§ **What this task involves**: Read each of the lines below and tally those with "Option"; the tally is the whole answer.
------------------------------
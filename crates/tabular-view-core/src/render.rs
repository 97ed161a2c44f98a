use ratatui::buffer::Buffer;
use ratatui::layout::Rect;
use ratatui::style::Style;
use ratatui::text::Span;
use unicode_width::UnicodeWidthChar;
use unicode_width::UnicodeWidthStr;

/// Writes `input` at `(x, y)`, never exceeding `max_cols` terminal columns.
///
/// Wide characters that would straddle the limit are dropped rather than split. Returns the
/// number of columns written.
pub fn render_str_clipped(
    x: u16,
    y: u16,
    max_cols: u16,
    buf: &mut Buffer,
    input: &str,
    style: Style,
) -> u16 {
    let span = Span::raw(input);
    render_spans_clipped(x, y, max_cols, buf, std::slice::from_ref(&span), style)
}

/// Like [`render_str_clipped`] for styled spans. Spans without a style use `fallback_style`.
pub fn render_spans_clipped(
    x: u16,
    y: u16,
    max_cols: u16,
    buf: &mut Buffer,
    spans: &[Span<'_>],
    fallback_style: Style,
) -> u16 {
    let max_cols = max_cols as usize;
    let mut out_cols = 0usize;
    let mut tmp = [0u8; 4];

    for span in spans {
        let style = fallback_style.patch(span.style);
        for ch in span.content.chars() {
            let ch = if ch == '\t' { ' ' } else { ch };
            let w = UnicodeWidthChar::width(ch).unwrap_or(0);
            if w == 0 {
                continue;
            }
            if out_cols + w > max_cols {
                return out_cols as u16;
            }

            let dx = out_cols as u16;
            if let Some(cell) = buf.cell_mut((x + dx, y)) {
                cell.set_style(style);
                cell.set_symbol(ch.encode_utf8(&mut tmp));
            }
            if w == 2 {
                if let Some(cell) = buf.cell_mut((x + dx + 1, y)) {
                    cell.set_style(style);
                    cell.set_symbol("");
                }
            }
            out_cols += w;
        }
    }

    out_cols as u16
}

/// Renders `input` horizontally centered in the row `area.y`.
pub fn render_str_centered(area: Rect, y: u16, buf: &mut Buffer, input: &str, style: Style) {
    if area.width == 0 || y < area.y || y >= area.y.saturating_add(area.height) {
        return;
    }
    let w = display_width(input).min(area.width as usize) as u16;
    let x = area.x + (area.width - w) / 2;
    render_str_clipped(x, y, area.width - (x - area.x), buf, input, style);
}

pub fn display_width(input: &str) -> usize {
    UnicodeWidthStr::width(input)
}

pub fn spans_width(spans: &[Span<'_>]) -> usize {
    spans.iter().map(|s| display_width(&s.content)).sum()
}

#[cfg(test)]
mod tests {
    use super::*;

    fn row_text(buf: &Buffer, y: u16) -> String {
        (0..buf.area.width)
            .map(|x| buf.cell((x, y)).map(|c| c.symbol()).unwrap_or(" "))
            .collect()
    }

    #[test]
    fn clips_to_width() {
        let mut buf = Buffer::empty(Rect::new(0, 0, 6, 1));
        let written = render_str_clipped(0, 0, 3, &mut buf, "abcdef", Style::default());
        assert_eq!(written, 3);
        assert_eq!(row_text(&buf, 0), "abc   ");
    }

    #[test]
    fn drops_wide_char_at_the_edge() {
        let mut buf = Buffer::empty(Rect::new(0, 0, 4, 1));
        let written = render_str_clipped(0, 0, 3, &mut buf, "你好", Style::default());
        assert_eq!(written, 2);
    }

    #[test]
    fn centers_text() {
        let mut buf = Buffer::empty(Rect::new(0, 0, 7, 1));
        render_str_centered(Rect::new(0, 0, 7, 1), 0, &mut buf, "abc", Style::default());
        assert_eq!(row_text(&buf, 0), "  abc  ");
    }
}
//! Conversion from crossterm events into [`InputEvent`].

use crate::input::InputEvent;
use crate::input::KeyCode;
use crate::input::KeyEvent;
use crate::input::KeyModifiers;
use crate::input::MouseButton;
use crate::input::MouseEvent;
use crate::input::MouseEventKind;
use crossterm::event as ct;

/// Converts a crossterm event. Key releases, focus and resize events yield `None`.
pub fn input_event_from_crossterm(ev: ct::Event) -> Option<InputEvent> {
    match ev {
        ct::Event::Key(key) if key.kind != ct::KeyEventKind::Release => {
            key_event_from_crossterm(key).map(InputEvent::Key)
        }
        ct::Event::Paste(s) => Some(InputEvent::Paste(s)),
        ct::Event::Mouse(m) => mouse_event_from_crossterm(m).map(InputEvent::Mouse),
        _ => None,
    }
}

pub fn key_event_from_crossterm(key: ct::KeyEvent) -> Option<KeyEvent> {
    let code = match key.code {
        ct::KeyCode::Char(c) => KeyCode::Char(c),
        ct::KeyCode::Enter => KeyCode::Enter,
        ct::KeyCode::Backspace => KeyCode::Backspace,
        ct::KeyCode::Delete => KeyCode::Delete,
        ct::KeyCode::Tab => KeyCode::Tab,
        ct::KeyCode::Esc => KeyCode::Esc,
        ct::KeyCode::Left => KeyCode::Left,
        ct::KeyCode::Right => KeyCode::Right,
        ct::KeyCode::Up => KeyCode::Up,
        ct::KeyCode::Down => KeyCode::Down,
        ct::KeyCode::Home => KeyCode::Home,
        ct::KeyCode::End => KeyCode::End,
        ct::KeyCode::PageUp => KeyCode::PageUp,
        ct::KeyCode::PageDown => KeyCode::PageDown,
        _ => return None,
    };

    // Shifted letters already arrive uppercased; keeping SHIFT would stop `G` from matching.
    let mut modifiers = modifiers_from_crossterm(key.modifiers);
    if matches!(code, KeyCode::Char(_)) {
        modifiers.shift = false;
    }

    Some(KeyEvent { code, modifiers })
}

pub fn mouse_event_from_crossterm(m: ct::MouseEvent) -> Option<MouseEvent> {
    let kind = match m.kind {
        ct::MouseEventKind::Down(b) => MouseEventKind::Down(mouse_button(b)),
        ct::MouseEventKind::Drag(b) => MouseEventKind::Drag(mouse_button(b)),
        ct::MouseEventKind::Up(b) => MouseEventKind::Up(mouse_button(b)),
        ct::MouseEventKind::ScrollUp => MouseEventKind::ScrollUp,
        ct::MouseEventKind::ScrollDown => MouseEventKind::ScrollDown,
        _ => return None,
    };

    Some(MouseEvent {
        x: m.column,
        y: m.row,
        kind,
        modifiers: modifiers_from_crossterm(m.modifiers),
    })
}

fn modifiers_from_crossterm(m: ct::KeyModifiers) -> KeyModifiers {
    KeyModifiers {
        shift: m.contains(ct::KeyModifiers::SHIFT),
        ctrl: m.contains(ct::KeyModifiers::CONTROL),
        alt: m.contains(ct::KeyModifiers::ALT),
    }
}

fn mouse_button(b: ct::MouseButton) -> MouseButton {
    match b {
        ct::MouseButton::Left => MouseButton::Left,
        ct::MouseButton::Right => MouseButton::Right,
        ct::MouseButton::Middle => MouseButton::Middle,
    }
}

#[cfg(test)]
mod tests {
    use super::*;

    #[test]
    fn shifted_letter_matches_plain_binding() {
        let ev = ct::KeyEvent::new(ct::KeyCode::Char('G'), ct::KeyModifiers::SHIFT);
        let key = key_event_from_crossterm(ev).unwrap();
        assert_eq!(key, KeyEvent::new(KeyCode::Char('G')));
    }

    #[test]
    fn release_events_are_dropped() {
        let mut ev = ct::KeyEvent::new(ct::KeyCode::Enter, ct::KeyModifiers::NONE);
        ev.kind = ct::KeyEventKind::Release;
        assert_eq!(input_event_from_crossterm(ct::Event::Key(ev)), None);
    }
}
------------------------------
§ **Result**: 3